A new study of protein turnover suggests that hyperfunction theory may better explain aging than the familiar and sensible damage-accumulation hypothesis. This finding is surprising because much aging research has supported the idea that the gradual accumulation of damage to all kinds of molecules is the primary cause of aging. Escalating damage, it has been thought, could cause the progressive failure of cell processes, finally leading to deterioration and death.
If this familiar idea is accepted, it follows that increased degradation of damaged proteins and replacement by resynthesized proteins—protein turnover—could minimize this escalating protein damage, therefore slowing down the aging process. But according to a recent study, the relationship between protein turnover and aging is not so simple.
At the Braeckman lab for aging physiology at Ghent University, researchers study aging in Caenorhabditis elegans, a roundworm with a maximal lifespan expectancy of only two weeks. A single mutation, discovered many years ago, can double the worm's lifespan. However, the underlying molecular mechanism for this doubling is not well understood.
Ineke Dhondt, Ph.D., a researcher in the Braeckman team, investigated the protein turnover hypothesis in this long-lived mutant. This was done in collaboration with the Pacific Northwest National Laboratory. The international scientific team studied rates of protein synthesis and degradation of individual proteins in the long-lived daf-2 mutant by combining SILeNCe (stable isotope labeling by nitrogen in C. elegans) and mass spectrometry.
Intriguingly, the researchers observed slower synthesis and degradation rates for the majority of proteins in the long-lived worm. Proteins with unchanged turnover rates were found too. The increased protein turnover, as predicted by the hypothesis, could not be found. This calls into question the story of damage accumulation that could be avoided by degradation and re-synthesis of proteins.
Details appeared September 13 in the journal Cell Reports, in a pair of articles. One was entitled, “FOXO/DAF-16 Activation Slows Down Turnover of the Majority of Proteins in C. elegans”; the other, “Proteome-wide Changes in Protein Turnover Rates in C. elegans Models of Longevity and Age-Related Disease.”
“Lowering translational efficiency extends rather than shortens the lifespan in C. elegans,” noted the first study. “Intriguingly, the majority of proteins displayed prolonged half-lives in daf-2 [the long-lived mutant], whereas others remained unchanged, signifying that longevity is not supported by high protein turnover.”
In the second article, the authors report that the researchers at the Braeckman lab determined protein turnover rates in C. elegans models of longevity and Parkinson’s disease, using both developing and adult animals.
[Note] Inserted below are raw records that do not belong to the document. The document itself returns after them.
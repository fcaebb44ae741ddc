//! Scripting
//!
//! A small line-oriented language for sequencing device commands:
//!
//! ```text
//! # sweep twice
//! startloop 2
//! frequency 1000000
//! gain 50
//! on
//! hold 2s
//! ramp_freq 1000000 1100000 10000 100ms 0ms
//! off
//! endloop
//! ```
//!
//! [`parse_script`] turns the text into a [`Script`], an [`Interpreter`]
//! steps through it against a device, and a [`ScriptEngine`] runs the
//! interpreter as a background task with start, pause, single-step and
//! stop.

mod engine;
mod interpreter;
mod parser;

use thiserror::Error;

use crate::device::DeviceError;

pub use engine::{EngineState, ScriptEngine};
pub use interpreter::{Interpreter, Step};
pub use parser::{parse_script, LoopMark, Script, ScriptCommand, Statement};

/// Errors raised while parsing or running a script
#[derive(Error, Debug)]
pub enum ScriptError {
    #[error("Syntax error at line {line}: {message}")]
    Syntax { line: usize, message: String },

    #[error("Error at line {line}: {source}")]
    Runtime {
        line: usize,
        #[source]
        source: DeviceError,
    },

    #[error("No script loaded")]
    NoScript,

    #[error("Script is already running")]
    Busy,
}

impl ScriptError {
    pub(crate) fn syntax(line: usize, message: impl Into<String>) -> Self {
        ScriptError::Syntax {
            line,
            message: message.into(),
        }
    }

    /// Whether the run ended because it was stopped
    pub fn is_cancelled(&self) -> bool {
        matches!(
            self,
            ScriptError::Runtime {
                source: DeviceError::Cancelled,
                ..
            }
        )
    }
}
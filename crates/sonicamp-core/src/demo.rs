//! Demo Mode - simulated sonicamp
//!
//! An in-process sonicamp (catch, protocol 1.0.0, framed) for trying the
//! runtime without hardware. It answers every command of its lookup table,
//! runs firmware procedures for a simulated duration, adds noise to its
//! readings and now and then interleaves `LOG=` lines with its answers.

use std::time::Duration;

use async_trait::async_trait;
use futures_util::StreamExt;
use rand::rngs::StdRng;
use rand::{Rng, SeedableRng};
use tokio::io::{AsyncWriteExt, DuplexStream};
use tokio::time::Instant;
use tokio_util::codec::FramedRead;
use tracing::{debug, info};

use crate::procedures::ProcedureType;
use crate::protocol::{
    request_alias, BoxReader, BoxWriter, CommandCode, CommandLookUpTable, ConnectionFactory,
    DeviceType, Frame, FrameProtocol, IndexedField, Packet, ProtocolError, ProtocolRegistry,
    RelayMode, SonicCodec, FRAMED_VERSION,
};

const CHANNELS: usize = IndexedField::CHANNELS as usize;

struct RunningProcedure {
    kind: ProcedureType,
    started: Instant,
    duration: Duration,
    ramp: Option<DemoRamp>,
}

#[derive(Debug, Clone, Copy)]
struct DemoRamp {
    start: i64,
    step: i64,
    count: i64,
    period: Duration,
}

/// Simulated sonicamp answering request payloads
pub struct DemoSonicamp {
    table: CommandLookUpTable,
    frequency: i64,
    gain: i64,
    signal: bool,
    relay_mode: RelayMode,
    analog: bool,
    temperature: f64,
    swf: i64,
    atf: [i64; CHANNELS],
    atk: [f64; CHANNELS],
    att: [f64; CHANNELS],
    aton: [i64; CHANNELS],
    scan_duration: Duration,
    tune_duration: Duration,
    procedure: Option<RunningProcedure>,
    pending_logs: Vec<String>,
    rng: StdRng,
}

impl Default for DemoSonicamp {
    fn default() -> Self {
        Self::new()
    }
}

impl DemoSonicamp {
    /// Simulator seeded from entropy
    pub fn new() -> Self {
        Self::with_rng(StdRng::from_entropy())
    }

    /// Reproducible noise
    pub fn with_seed(seed: u64) -> Self {
        Self::with_rng(StdRng::seed_from_u64(seed))
    }

    fn with_rng(rng: StdRng) -> Self {
        Self {
            table: ProtocolRegistry::new().build(DeviceType::Catch, FRAMED_VERSION, true),
            frequency: 1_000_000,
            gain: 100,
            signal: false,
            relay_mode: RelayMode::Mhz,
            analog: false,
            temperature: 24.0,
            swf: 5,
            atf: [100_000, 250_000, 1_000_000, 2_000_000],
            atk: [0.0; CHANNELS],
            att: [20.0, 25.0, 30.0, 35.0],
            aton: [0; CHANNELS],
            scan_duration: Duration::from_secs(2),
            tune_duration: Duration::from_secs(2),
            procedure: None,
            pending_logs: Vec::new(),
            rng,
        }
    }

    /// Commands the simulator answers
    pub fn command_table(&self) -> &CommandLookUpTable {
        &self.table
    }

    /// Id of the running procedure, 0 when idle
    pub fn procedure_id(&self) -> i64 {
        self.procedure.as_ref().map_or(0, |p| p.kind.remote_id())
    }

    /// Answer one request payload
    pub fn handle(&mut self, request: &str) -> String {
        self.advance();
        let request = request.trim();
        let body = match self.table.find_by_request(request) {
            Some(lookup) => {
                let code = lookup.command_def.code;
                let alias = request_alias(request);
                let head = request.split_once('=').map_or(request, |(head, _)| head);
                let index = head
                    .trim()
                    .strip_prefix(alias)
                    .and_then(|rest| rest.parse::<usize>().ok());
                let value = request.split_once('=').map(|(_, value)| value.trim());
                self.execute(code, index, value)
            }
            None => format!("unknown command: {request}"),
        };

        if self.rng.gen_ratio(1, 25) {
            self.pending_logs
                .push(format!("LOG=DEBUG: temperature {:.1} C", self.temperature));
        }
        let mut payload: Vec<String> = self.pending_logs.drain(..).collect();
        payload.push(body);
        payload.join("\n")
    }

    fn advance(&mut self) {
        self.temperature = (self.temperature + self.rng.gen_range(-0.05..0.08)).clamp(15.0, 60.0);
        let Some(procedure) = &self.procedure else {
            return;
        };
        let elapsed = procedure.started.elapsed();
        if let Some(ramp) = procedure.ramp {
            let period = ramp.period.as_millis().max(1);
            let position = (elapsed.as_millis() / period) as i64;
            self.frequency = ramp.start + ramp.step * position.min(ramp.count - 1);
        }
        if elapsed >= procedure.duration {
            let kind = procedure.kind;
            self.procedure = None;
            if kind == ProcedureType::Ramp {
                self.signal = false;
            }
            self.pending_logs.push(format!("LOG=INFO: {kind} finished"));
        }
    }

    fn start_procedure(
        &mut self,
        kind: ProcedureType,
        duration: Duration,
        ramp: Option<DemoRamp>,
    ) -> String {
        if let Some(running) = &self.procedure {
            return format!("error: {} is running", running.kind);
        }
        self.signal = true;
        self.procedure = Some(RunningProcedure {
            kind,
            started: Instant::now(),
            duration,
            ramp,
        });
        self.pending_logs.push(format!("LOG=INFO: {kind} started"));
        format!("procedure={}", kind.remote_id())
    }

    fn start_ramp(&mut self, value: Option<&str>) -> String {
        let parts: Option<Vec<i64>> = value.map(|v| {
            v.split(',')
                .filter_map(|part| part.trim().parse::<i64>().ok())
                .collect()
        });
        let Some([start, stop, step, on_ms, off_ms]) = parts
            .as_deref()
            .and_then(|p| <[i64; 5]>::try_from(p).ok())
        else {
            return "error: expected start,stop,step,on_ms,off_ms".to_string();
        };
        if step == 0 {
            return "error: step must not be zero".to_string();
        }
        let step = if stop >= start { step.abs() } else { -step.abs() };
        let count = (stop - start) / step + 1;
        let period = Duration::from_millis((on_ms + off_ms).max(1) as u64);
        let ramp = DemoRamp {
            start,
            step,
            count,
            period,
        };
        self.start_procedure(ProcedureType::Ramp, period * count as u32, Some(ramp))
    }

    fn measurements(&mut self) -> (f64, f64, f64) {
        if !self.signal {
            return (0.0, 0.0, 0.0);
        }
        let gain = self.gain as f64 / 100.0;
        (
            1500.0 * gain + self.rng.gen_range(-15.0..15.0),
            300.0 * gain + self.rng.gen_range(-5.0..5.0),
            self.rng.gen_range(-8.0..8.0),
        )
    }

    fn status_record(&mut self) -> String {
        let (urms, irms, phase) = self.measurements();
        format!(
            "{}#{}#{}#{}#{:.1}#{:.1}#{:.1}#{:.1}",
            self.frequency,
            self.gain,
            u8::from(self.signal),
            self.procedure_id(),
            self.temperature,
            urms,
            irms,
            phase
        )
    }

    fn execute(&mut self, code: CommandCode, index: Option<usize>, value: Option<&str>) -> String {
        let int = value.and_then(|v| v.parse::<i64>().ok());
        let float = value.and_then(|v| v.parse::<f64>().ok());
        let channel = index.filter(|k| (1..=CHANNELS).contains(k));
        let on_off = |on: bool| if on { "on" } else { "off" };

        match code {
            CommandCode::GetOverview => {
                let (urms, irms, phase) = self.measurements();
                format!(
                    "freq={} Hz\ngain={} %\nsignal={}\nrelay={}\ncomm={}\ntemp={:.1} C\n\
                     urms={urms:.1} mV\nirms={irms:.1} mA\nphase={phase:.1} deg\nprocedure={}\nswf={}",
                    self.frequency,
                    self.gain,
                    on_off(self.signal),
                    self.relay_mode,
                    if self.analog { "analog" } else { "serial" },
                    self.temperature,
                    self.procedure_id(),
                    self.swf
                )
            }
            CommandCode::GetInfo => format!(
                "type=catch\nfirmware={FRAMED_VERSION}\nprotocol={FRAMED_VERSION}\nrelease=true\ninfo=sonicamp demo"
            ),
            CommandCode::GetType => "type=catch".to_string(),
            CommandCode::GetProtocol => format!("catch#{FRAMED_VERSION}#1"),
            CommandCode::ListCommands => {
                let mut aliases: Vec<&str> = self
                    .table
                    .lookups()
                    .map(|(_, lookup)| lookup.command_def.primary_alias())
                    .collect();
                aliases.sort_unstable();
                aliases.join(", ")
            }
            CommandCode::GetUpdate => format!(
                "{}#{}#{}",
                self.status_record(),
                self.relay_mode,
                if self.analog { "analog" } else { "serial" }
            ),
            CommandCode::GetStatus => self.status_record(),
            CommandCode::GetSens => {
                let (urms, irms, phase) = self.measurements();
                format!("{}#{urms:.1}#{irms:.1}#{phase:.1}", self.frequency)
            }
            CommandCode::GetUipt | CommandCode::GetPzt => {
                let (urms, irms, phase) = self.measurements();
                format!("{urms:.1}#{irms:.1}#{phase:.1}")
            }
            CommandCode::GetFrequency => format!("freq={} Hz", self.frequency),
            CommandCode::GetGain => format!("gain={} %", self.gain),
            CommandCode::GetAtf | CommandCode::GetAtk | CommandCode::GetAtt | CommandCode::GetAton => {
                match channel {
                    Some(k) => self.calibration(code, k),
                    None => "error: channel must be 1-4".to_string(),
                }
            }
            CommandCode::SetOn => {
                self.signal = true;
                "signal=on".to_string()
            }
            CommandCode::SetOff => {
                self.signal = false;
                if let Some(procedure) = self.procedure.take() {
                    self.pending_logs
                        .push(format!("LOG=WARN: {} aborted", procedure.kind));
                }
                "signal=off".to_string()
            }
            CommandCode::SetSerialMode => {
                self.analog = false;
                "comm=serial".to_string()
            }
            CommandCode::SetAnalogMode => {
                self.analog = true;
                "comm=analog".to_string()
            }
            CommandCode::SetKhz => {
                self.relay_mode = RelayMode::Khz;
                "relay=khz".to_string()
            }
            CommandCode::SetMhz => {
                self.relay_mode = RelayMode::Mhz;
                "relay=mhz".to_string()
            }
            CommandCode::SetFrequency => match int {
                Some(frequency) if frequency >= 0 => {
                    self.frequency = frequency;
                    format!("freq={frequency} Hz")
                }
                _ => "error: invalid frequency".to_string(),
            },
            CommandCode::SetGain => match int {
                Some(gain) if (0..=150).contains(&gain) => {
                    self.gain = gain;
                    format!("gain={gain} %")
                }
                _ => "error: invalid gain".to_string(),
            },
            CommandCode::SetSwf => match int {
                Some(swf) => {
                    self.swf = swf;
                    format!("swf={swf}")
                }
                None => "error: invalid swf".to_string(),
            },
            CommandCode::SetAtf | CommandCode::SetAton => match (channel, int) {
                (Some(k), Some(v)) => {
                    if code == CommandCode::SetAtf {
                        self.atf[k - 1] = v;
                        format!("atf{k}={v}")
                    } else {
                        self.aton[k - 1] = v;
                        format!("aton{k}={v}")
                    }
                }
                _ => "error: invalid channel or value".to_string(),
            },
            CommandCode::SetAtk | CommandCode::SetAtt => match (channel, float) {
                (Some(k), Some(v)) => {
                    if code == CommandCode::SetAtk {
                        self.atk[k - 1] = v;
                        format!("atk{k}={v}")
                    } else {
                        self.att[k - 1] = v;
                        format!("att{k}={v}")
                    }
                }
                _ => "error: invalid channel or value".to_string(),
            },
            CommandCode::Scan => self.start_procedure(ProcedureType::Scan, self.scan_duration, None),
            CommandCode::Tune => self.start_procedure(ProcedureType::Tune, self.tune_duration, None),
            CommandCode::Auto | CommandCode::SetAuto => self.start_procedure(
                ProcedureType::Auto,
                self.scan_duration + self.tune_duration,
                None,
            ),
            CommandCode::Wipe => self.start_procedure(ProcedureType::Wipe, Duration::from_secs(3), None),
            CommandCode::Ramp => self.start_ramp(value),
            CommandCode::SetScanGain
            | CommandCode::SetScanFRange
            | CommandCode::SetScanFStep
            | CommandCode::SetScanTStep
            | CommandCode::SetTuneFStep
            | CommandCode::SetTuneTTime
            | CommandCode::SetTuneTStep => match int {
                Some(v) => {
                    match code {
                        CommandCode::SetScanTStep => {
                            self.scan_duration = Duration::from_millis((v.max(1) * 100) as u64)
                        }
                        CommandCode::SetTuneTTime => {
                            self.tune_duration = Duration::from_millis(v.max(1) as u64)
                        }
                        _ => {}
                    }
                    let name = request_alias(
                        self.table
                            .get(code)
                            .map_or("", |lookup| lookup.command_def.primary_alias()),
                    )
                    .trim_start_matches('!');
                    format!("{name}={v}")
                }
                None => "error: invalid value".to_string(),
            },
        }
    }

    fn calibration(&self, code: CommandCode, k: usize) -> String {
        match code {
            CommandCode::GetAtf => format!("atf{k}={}", self.atf[k - 1]),
            CommandCode::GetAtk => format!("atk{k}={}", self.atk[k - 1]),
            CommandCode::GetAtt => format!("att{k}={}", self.att[k - 1]),
            _ => format!("aton{k}={}", self.aton[k - 1]),
        }
    }
}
The article discussed how protein turnover rates are affected in worm models of aging.
“Whereas protein turnover in developing, long-lived daf-2(e1370) worms is about 30% slower than in controls,” the article stated, “the opposite was observed in day 5 adult worms, in which protein turnover in the daf-2(e1370) mutant is twice as fast as in controls.”
In the Parkinson’s model, the article continued, protein turnover is reduced proportionally over the entire proteome, suggesting that the protein homeostasis network has a strong ability to adapt. Apparently, local expression of an aggregation-prone protein affects global proteome turnover.
The slowdown of protein dynamics and decreased abundance of the translational machinery, the authors of the studies concluded, may point to the importance of anabolic attenuation in lifespan extension, as suggested by the hyperfunction theory.
The hyperfunction theory, an alternative idea that has emerged in biogerontology in recent years, allows that molecular damage does occur. The theory, however, also holds that such damage probably is not the primary cause of aging. Moreover, the theory states that the synthesis of biomolecules is less orchestrated in aging individuals, leading to uncoordinated synthesis of irrelevant macromolecules (hypertrophy), causing a progressive decline of cell functionality.
The mutation in the long-lived worm studied in this research is located in a gene responsible for the stimulation of growth processes; thus, it seems plausible that lower growth in this mutant results in decreased hypertrophy and therefore slowing of the aging process. It is likely that aging is not caused by damage accumulation, but rather by derailed growth and developmental processes.